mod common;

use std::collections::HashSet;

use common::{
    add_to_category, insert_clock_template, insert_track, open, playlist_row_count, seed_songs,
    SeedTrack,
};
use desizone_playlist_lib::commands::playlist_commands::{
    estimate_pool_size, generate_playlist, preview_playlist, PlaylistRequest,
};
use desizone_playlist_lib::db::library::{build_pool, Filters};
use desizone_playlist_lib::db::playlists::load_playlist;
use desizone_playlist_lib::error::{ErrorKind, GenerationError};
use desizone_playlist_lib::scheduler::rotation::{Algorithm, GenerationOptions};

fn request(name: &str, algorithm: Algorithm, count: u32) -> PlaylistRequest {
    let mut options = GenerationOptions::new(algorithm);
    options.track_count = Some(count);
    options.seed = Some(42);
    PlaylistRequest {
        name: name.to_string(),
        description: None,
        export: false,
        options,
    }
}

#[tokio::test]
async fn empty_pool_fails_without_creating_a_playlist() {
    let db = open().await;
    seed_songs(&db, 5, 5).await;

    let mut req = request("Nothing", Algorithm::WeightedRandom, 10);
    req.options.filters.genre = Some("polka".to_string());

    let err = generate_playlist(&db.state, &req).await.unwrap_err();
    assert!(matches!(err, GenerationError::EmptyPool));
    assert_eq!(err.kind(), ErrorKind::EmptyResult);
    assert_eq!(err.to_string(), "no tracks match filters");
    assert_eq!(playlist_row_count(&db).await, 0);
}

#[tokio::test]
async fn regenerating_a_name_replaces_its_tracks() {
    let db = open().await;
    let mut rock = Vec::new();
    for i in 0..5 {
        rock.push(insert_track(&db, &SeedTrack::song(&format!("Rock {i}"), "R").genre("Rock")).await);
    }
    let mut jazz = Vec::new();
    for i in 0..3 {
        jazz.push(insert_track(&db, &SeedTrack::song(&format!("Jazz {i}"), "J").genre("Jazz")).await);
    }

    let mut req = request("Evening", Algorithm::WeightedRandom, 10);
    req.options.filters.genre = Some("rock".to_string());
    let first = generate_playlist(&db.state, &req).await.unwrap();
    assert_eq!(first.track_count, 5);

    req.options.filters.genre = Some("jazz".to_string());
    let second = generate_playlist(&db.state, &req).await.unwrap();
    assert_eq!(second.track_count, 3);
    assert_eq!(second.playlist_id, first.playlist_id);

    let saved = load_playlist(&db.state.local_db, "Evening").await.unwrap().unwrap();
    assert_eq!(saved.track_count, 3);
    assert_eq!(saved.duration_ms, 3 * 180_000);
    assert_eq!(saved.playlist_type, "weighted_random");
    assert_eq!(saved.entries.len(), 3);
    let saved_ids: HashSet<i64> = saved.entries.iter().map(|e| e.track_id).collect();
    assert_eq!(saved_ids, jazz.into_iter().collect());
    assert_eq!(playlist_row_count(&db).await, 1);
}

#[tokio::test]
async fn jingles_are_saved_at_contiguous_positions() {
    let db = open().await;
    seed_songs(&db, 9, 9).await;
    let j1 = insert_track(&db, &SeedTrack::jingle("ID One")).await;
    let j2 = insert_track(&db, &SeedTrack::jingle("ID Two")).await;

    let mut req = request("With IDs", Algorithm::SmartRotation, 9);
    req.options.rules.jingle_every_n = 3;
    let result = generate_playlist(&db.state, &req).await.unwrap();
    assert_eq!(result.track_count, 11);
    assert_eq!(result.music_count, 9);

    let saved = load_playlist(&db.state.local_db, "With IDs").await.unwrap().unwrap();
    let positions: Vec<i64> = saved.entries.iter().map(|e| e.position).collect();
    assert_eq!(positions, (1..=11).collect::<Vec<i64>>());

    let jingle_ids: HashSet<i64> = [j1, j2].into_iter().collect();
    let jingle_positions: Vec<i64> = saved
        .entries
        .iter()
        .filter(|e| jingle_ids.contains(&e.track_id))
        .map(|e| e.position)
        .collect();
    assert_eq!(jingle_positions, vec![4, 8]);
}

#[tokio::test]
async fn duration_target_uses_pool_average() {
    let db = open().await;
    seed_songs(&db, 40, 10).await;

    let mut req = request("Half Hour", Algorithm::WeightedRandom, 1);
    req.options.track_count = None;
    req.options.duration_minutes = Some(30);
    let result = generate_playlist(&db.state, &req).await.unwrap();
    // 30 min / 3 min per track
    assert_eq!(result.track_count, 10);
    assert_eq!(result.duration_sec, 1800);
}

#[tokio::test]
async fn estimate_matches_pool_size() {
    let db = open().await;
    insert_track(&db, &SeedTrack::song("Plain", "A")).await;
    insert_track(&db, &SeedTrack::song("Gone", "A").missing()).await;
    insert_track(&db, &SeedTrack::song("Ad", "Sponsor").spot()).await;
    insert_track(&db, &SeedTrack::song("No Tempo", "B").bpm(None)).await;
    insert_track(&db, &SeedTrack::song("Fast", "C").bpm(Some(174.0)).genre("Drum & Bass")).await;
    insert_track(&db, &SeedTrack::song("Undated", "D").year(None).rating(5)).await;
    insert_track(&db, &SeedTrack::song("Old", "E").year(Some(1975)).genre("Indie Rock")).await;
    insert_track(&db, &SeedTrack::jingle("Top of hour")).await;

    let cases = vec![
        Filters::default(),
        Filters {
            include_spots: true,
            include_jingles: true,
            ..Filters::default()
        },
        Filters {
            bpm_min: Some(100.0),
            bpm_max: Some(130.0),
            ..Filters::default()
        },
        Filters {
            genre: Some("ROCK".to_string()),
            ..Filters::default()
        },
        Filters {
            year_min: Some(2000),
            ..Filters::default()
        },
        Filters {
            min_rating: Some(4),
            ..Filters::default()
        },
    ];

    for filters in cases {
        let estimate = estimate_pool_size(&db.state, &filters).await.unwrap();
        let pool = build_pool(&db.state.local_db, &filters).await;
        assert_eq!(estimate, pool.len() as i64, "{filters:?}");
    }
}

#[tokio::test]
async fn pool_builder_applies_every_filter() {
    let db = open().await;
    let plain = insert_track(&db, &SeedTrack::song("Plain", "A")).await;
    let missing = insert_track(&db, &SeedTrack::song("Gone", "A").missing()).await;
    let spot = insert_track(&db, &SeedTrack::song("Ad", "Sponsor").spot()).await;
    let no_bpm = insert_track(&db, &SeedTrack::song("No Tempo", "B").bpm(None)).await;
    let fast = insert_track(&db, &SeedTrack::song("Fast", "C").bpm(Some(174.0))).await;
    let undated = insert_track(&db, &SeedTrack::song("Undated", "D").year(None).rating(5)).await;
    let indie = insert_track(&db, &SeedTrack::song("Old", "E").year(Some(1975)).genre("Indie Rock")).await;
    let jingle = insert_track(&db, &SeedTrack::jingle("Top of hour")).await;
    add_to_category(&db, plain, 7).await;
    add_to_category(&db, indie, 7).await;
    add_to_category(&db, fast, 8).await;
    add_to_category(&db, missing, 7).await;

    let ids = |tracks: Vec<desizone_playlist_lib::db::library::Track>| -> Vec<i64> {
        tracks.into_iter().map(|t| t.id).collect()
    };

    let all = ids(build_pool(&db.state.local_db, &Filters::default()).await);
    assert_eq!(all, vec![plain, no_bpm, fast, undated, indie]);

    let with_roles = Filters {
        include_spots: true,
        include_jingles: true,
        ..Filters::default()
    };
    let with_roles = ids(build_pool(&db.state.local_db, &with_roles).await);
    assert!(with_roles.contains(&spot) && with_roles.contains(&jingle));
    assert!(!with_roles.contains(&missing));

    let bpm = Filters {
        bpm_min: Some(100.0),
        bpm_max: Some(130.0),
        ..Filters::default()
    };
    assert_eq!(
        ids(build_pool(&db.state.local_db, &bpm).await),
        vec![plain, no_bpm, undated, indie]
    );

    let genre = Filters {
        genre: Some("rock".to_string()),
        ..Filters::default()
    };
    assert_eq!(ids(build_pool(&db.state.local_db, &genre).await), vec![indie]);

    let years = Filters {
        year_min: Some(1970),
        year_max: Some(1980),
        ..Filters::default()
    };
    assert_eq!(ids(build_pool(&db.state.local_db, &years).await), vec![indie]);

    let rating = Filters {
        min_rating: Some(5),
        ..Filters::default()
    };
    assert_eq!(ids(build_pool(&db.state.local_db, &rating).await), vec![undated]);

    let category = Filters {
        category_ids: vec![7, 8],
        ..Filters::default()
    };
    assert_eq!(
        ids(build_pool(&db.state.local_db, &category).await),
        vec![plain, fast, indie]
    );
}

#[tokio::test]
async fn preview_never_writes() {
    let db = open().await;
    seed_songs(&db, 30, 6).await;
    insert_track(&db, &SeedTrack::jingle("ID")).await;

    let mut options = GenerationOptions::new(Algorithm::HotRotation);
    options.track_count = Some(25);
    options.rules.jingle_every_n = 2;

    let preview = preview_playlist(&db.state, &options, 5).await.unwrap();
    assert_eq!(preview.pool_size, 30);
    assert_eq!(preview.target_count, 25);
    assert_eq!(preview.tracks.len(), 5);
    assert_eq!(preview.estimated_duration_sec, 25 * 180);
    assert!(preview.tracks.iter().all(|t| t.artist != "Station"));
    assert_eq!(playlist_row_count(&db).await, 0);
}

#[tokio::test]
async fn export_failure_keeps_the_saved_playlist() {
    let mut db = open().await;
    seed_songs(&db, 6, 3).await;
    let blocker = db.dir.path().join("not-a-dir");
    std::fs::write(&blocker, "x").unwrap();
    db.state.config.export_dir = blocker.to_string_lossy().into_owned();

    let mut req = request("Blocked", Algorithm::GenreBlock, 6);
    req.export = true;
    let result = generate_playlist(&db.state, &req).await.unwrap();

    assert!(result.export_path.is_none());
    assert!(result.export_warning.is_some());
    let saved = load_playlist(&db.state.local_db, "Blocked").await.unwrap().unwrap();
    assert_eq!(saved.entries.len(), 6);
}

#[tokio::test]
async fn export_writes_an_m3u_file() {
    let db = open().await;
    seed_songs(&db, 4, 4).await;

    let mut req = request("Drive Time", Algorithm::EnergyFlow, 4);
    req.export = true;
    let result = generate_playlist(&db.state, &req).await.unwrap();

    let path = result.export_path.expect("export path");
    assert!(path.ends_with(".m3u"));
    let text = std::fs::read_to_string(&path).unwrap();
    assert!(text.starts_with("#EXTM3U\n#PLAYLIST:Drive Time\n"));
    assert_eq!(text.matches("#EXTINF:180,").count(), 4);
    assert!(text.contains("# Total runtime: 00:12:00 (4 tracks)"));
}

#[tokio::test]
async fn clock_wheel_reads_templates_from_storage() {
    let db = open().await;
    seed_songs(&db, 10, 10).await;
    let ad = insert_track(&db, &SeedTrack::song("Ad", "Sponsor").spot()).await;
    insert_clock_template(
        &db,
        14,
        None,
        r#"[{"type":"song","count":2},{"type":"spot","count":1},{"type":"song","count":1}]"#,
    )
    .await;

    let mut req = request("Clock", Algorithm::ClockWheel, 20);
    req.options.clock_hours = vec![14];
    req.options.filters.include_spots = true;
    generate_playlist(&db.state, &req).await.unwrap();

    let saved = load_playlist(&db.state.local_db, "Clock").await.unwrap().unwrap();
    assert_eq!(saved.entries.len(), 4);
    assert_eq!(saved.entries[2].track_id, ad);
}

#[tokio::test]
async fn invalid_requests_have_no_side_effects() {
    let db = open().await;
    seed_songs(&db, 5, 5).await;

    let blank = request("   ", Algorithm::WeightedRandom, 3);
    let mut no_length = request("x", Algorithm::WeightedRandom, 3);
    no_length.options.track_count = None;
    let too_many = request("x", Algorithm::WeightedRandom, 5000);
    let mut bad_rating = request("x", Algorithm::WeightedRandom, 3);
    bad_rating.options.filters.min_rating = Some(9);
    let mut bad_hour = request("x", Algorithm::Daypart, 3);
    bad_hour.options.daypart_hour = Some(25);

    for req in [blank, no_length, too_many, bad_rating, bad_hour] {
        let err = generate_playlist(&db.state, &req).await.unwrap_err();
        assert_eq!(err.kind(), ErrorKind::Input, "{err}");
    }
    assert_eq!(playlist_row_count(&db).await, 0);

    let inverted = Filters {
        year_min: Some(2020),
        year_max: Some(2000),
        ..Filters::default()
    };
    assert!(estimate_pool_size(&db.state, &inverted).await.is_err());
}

━━━

## WHAT THIS TASK INVOLVES
If a line in the records above holds the string "entries", copy it out.

## TASK OUTPUT
    assert_eq!(saved.entries.len(), 3);
    let saved_ids: HashSet<i64> = saved.entries.iter().map(|e| e.track_id).collect();
    let positions: Vec<i64> = saved.entries.iter().map(|e| e.position).collect();
        .entries
    assert_eq!(saved.entries.len(), 6);
    assert_eq!(saved.entries.len(), 4);
    assert_eq!(saved.entries[2].track_id, ad);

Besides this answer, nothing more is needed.